More extensive documentation of this subject is available from GitHub.

⚠️  The steps below cover a minimally-viable setup for cryptographically signing commits. User who are very serious about guarding their digital identity may wish to research this topic further and consider measures up to and including generating keys on an air-gapped machine, but these precautions are well beyond the scope of this documentation.

  1. If you do not already have them, download and install the GPG command line tools for your operating system. Note that these tools may also be available as system packages.

  2. If gpg was already installed, list available keys:

    $ gpg --list-secret-keys --keyid-format LONG

    If you wish to use one of these keys, skip the next step.

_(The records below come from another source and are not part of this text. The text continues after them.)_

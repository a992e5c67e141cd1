//! Game rules for tic-tac-toe.
//!
//! Pure functions over a board snapshot. Rules never look at history;
//! [`GameState`](crate::GameState) composes them to decide move legality
//! and game phase.

pub mod draw;
pub mod win;

pub use draw::{is_draw, is_full};
pub use win::{WINNING_LINES, Win, detect_winner};
//! Tic-tac-toe - terminal game with jump-to-move history.

use anyhow::Result;
use clap::Parser;
use tictactoe_core::HistoryOrder;
use tictactoe_tui::{Cli, Command, init_file_logging, init_stderr_logging, replay, run_tui};

fn order(reversed: bool) -> HistoryOrder {
    if reversed {
        HistoryOrder::Reversed
    } else {
        HistoryOrder::Chronological
    }
}

fn main() -> Result<()> {
    // Load .env file
    dotenvy::dotenv().ok();

    match Cli::parse().into_command() {
        Command::Play { reversed, log_file } => {
            init_file_logging(&log_file)?;
            run_tui(order(reversed))
        }
        Command::Replay {
            cells,
            jump,
            reversed,
            json,
        } => {
            init_stderr_logging();
            let game = replay::replay(&cells, jump, order(reversed))?;
            if json {
                println!("{}", replay::render_json(&game.view())?);
            } else {
                print!("{}", replay::render_text(&game));
            }
            Ok(())
        }
    }
}
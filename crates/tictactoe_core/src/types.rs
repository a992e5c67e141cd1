//! Core domain types for tic-tac-toe.

use super::position::Position;
use serde::{Deserialize, Serialize};

/// Player in the game.
#[derive(
    Debug, Clone, Copy, PartialEq, Eq, Hash, Serialize, Deserialize, derive_more::Display,
)]
pub enum Player {
    /// Player X (goes first).
    X,
    /// Player O (goes second).
    O,
}

impl Player {
    /// Returns the opponent player.
    pub fn opponent(self) -> Self {
        match self {
            Player::X => Player::O,
            Player::O => Player::X,
        }
    }

    /// Returns the player to move at the given history step.
    ///
    /// X moves on even steps, O on odd steps.
    pub fn for_step(step: usize) -> Self {
        if step % 2 == 0 { Player::X } else { Player::O }
    }
}

/// A square on the tic-tac-toe board.
#[derive(Debug, Clone, Copy, PartialEq, Eq, Hash, Default, Serialize, Deserialize)]
pub enum Square {
    /// Empty square.
    #[default]
    Empty,
    /// Square occupied by a player.
    Occupied(Player),
}

impl Square {
    /// Returns the occupying player, if any.
    pub fn player(self) -> Option<Player> {
        match self {
            Square::Empty => None,
            Square::Occupied(player) => Some(player),
        }
    }
}

/// 3x3 tic-tac-toe board.
#[derive(Debug, Clone, PartialEq, Eq, Hash, Default, Serialize, Deserialize)]
pub struct Board {
    /// Squares in row-major order (0-8).
    squares: [Square; 9],
}

impl Board {
    /// Creates a new empty board.
    pub fn new() -> Self {
        Self {
            squares: [Square::Empty; 9],
        }
    }

    /// Builds a board from raw squares in row-major order.
    ///
    /// No legality checks are made; this is how malformed boards are
    /// fed to the rules.
    pub fn from_squares(squares: [Square; 9]) -> Self {
        Self { squares }
    }

    /// Gets the square at the given position.
    pub fn get(&self, pos: Position) -> Square {
        self.squares[pos.to_index()]
    }

    /// Sets the square at the given position.
    pub fn set(&mut self, pos: Position, square: Square) {
        self.squares[pos.to_index()] = square;
    }

    /// Checks if a square is empty.
    pub fn is_empty(&self, pos: Position) -> bool {
        self.get(pos) == Square::Empty
    }

    /// Returns all squares as a slice.
    pub fn squares(&self) -> &[Square; 9] {
        &self.squares
    }

    /// Number of squares holding a mark.
    pub fn occupied(&self) -> usize {
        self.squares.iter().filter(|s| **s != Square::Empty).count()
    }

    /// Number of squares holding the given player's mark.
    pub fn count(&self, player: Player) -> usize {
        self.squares
            .iter()
            .filter(|s| **s == Square::Occupied(player))
            .count()
    }
}

/// Renders the board as three rows; empty squares show their key (1-9).
impl std::fmt::Display for Board {
    fn fmt(&self, f: &mut std::fmt::Formatter<'_>) -> std::fmt::Result {
        for (row, cells) in self.squares.chunks(3).enumerate() {
            if row > 0 {
                writeln!(f)?;
                writeln!(f, "-+-+-")?;
            }
            for (col, square) in cells.iter().enumerate() {
                match square {
                    Square::Empty => write!(f, "{}", row * 3 + col + 1)?,
                    Square::Occupied(player) => write!(f, "{}", player)?,
                }
                if col < 2 {
                    write!(f, "|")?;
                }
            }
        }
        Ok(())
    }
}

  3. For gpg versions 2.1.17 or greater, use the following command and then follow the prompts. You should generate an RSA key with a length of at 4096 bits.

    $ gpg --full-generate-key

    If your gpg version is less than 2.1.17, use the following command instead:

    $ gpg --default-new-key-algo rsa4096 --gen-key

    Now that your new key has been generated, re-list available keys as in the previous step:

    $ gpg --list-secret-keys --keyid-format LONG
  4. Identify the ID of the key you wish to use for cryptographically signing your commits. Copy this value.

    In the example below, the key ID is 3AA5C34371567BD2 (found on the line beginning with sec):

    $ gpg --list-secret-keys --keyid-format LONG
    sec   4096R/3AA5C34371567BD2 2016-03-10 [expires: 2017-03-10]
    uid                          Hubot 
    ssb   4096R/42B317FD4BA89E7A 2016-03-10
  5. Configure your git client to use the desired key:

    $ git config user.signingkey <key id>

    If you work on multiple projects that require cryptographically signed commits, you can configure your git client to use this setting globally instead of only for Brigade repositories:

    $ git config --global user.signingkey <key id>
  6. Next associate this new key with your GitHub account.

    1. Export the public half of the key:

      $ gpg --armor --export <key id>
    2. Copy the public key, beginning with -----BEGIN PGP PUBLIC KEY BLOCK----- and ending with -----END PGP PUBLIC KEY BLOCK-----.

    3. Visit and click New GPG key and follow the prompts.

  7. With all setup, up to this point, being one-time setup, all that remains is to cryptographically sign every commit you contribute to the Brigade project. Automation will reject pull requests containing any commits that are not cryptographically signed.

    Cryptographically signing your commits can be accomplished with similar ease to adding the DCO signature. Simply use the --gpg-sign or -S (uppercase) flag:

    $ git commit --message "<commit message>" --gpg-sign

    If you ever make a commit and forget to use the --gpg-sign flag, you can amend your commit with this information before pushing:

    $ git commit --amend --gpg-sign

    Recalling that DCO sign-off is also required, the full command to satisfy all signing requirements is:

    $ git commit --message "<commit message>" --signoff --gpg-sign

    Or more succinctly:

    $ git commit --message "<commit message>" -s -S

    Lastly, if you wish to cryptographically sign all commits for a Brigade repository, you may spare yourself from having to remember the -S flag by signing all commits by default:

    $ git config commit.gpgSign true

    Or to enable this globally:

    $ git config --global commit.gpgSign true

    ⚠️  No similar option exists for automating DCO sign-off, since DCO sign-off requires an explicit, per-commit attestation that the contributor has a right to contribute the material in question.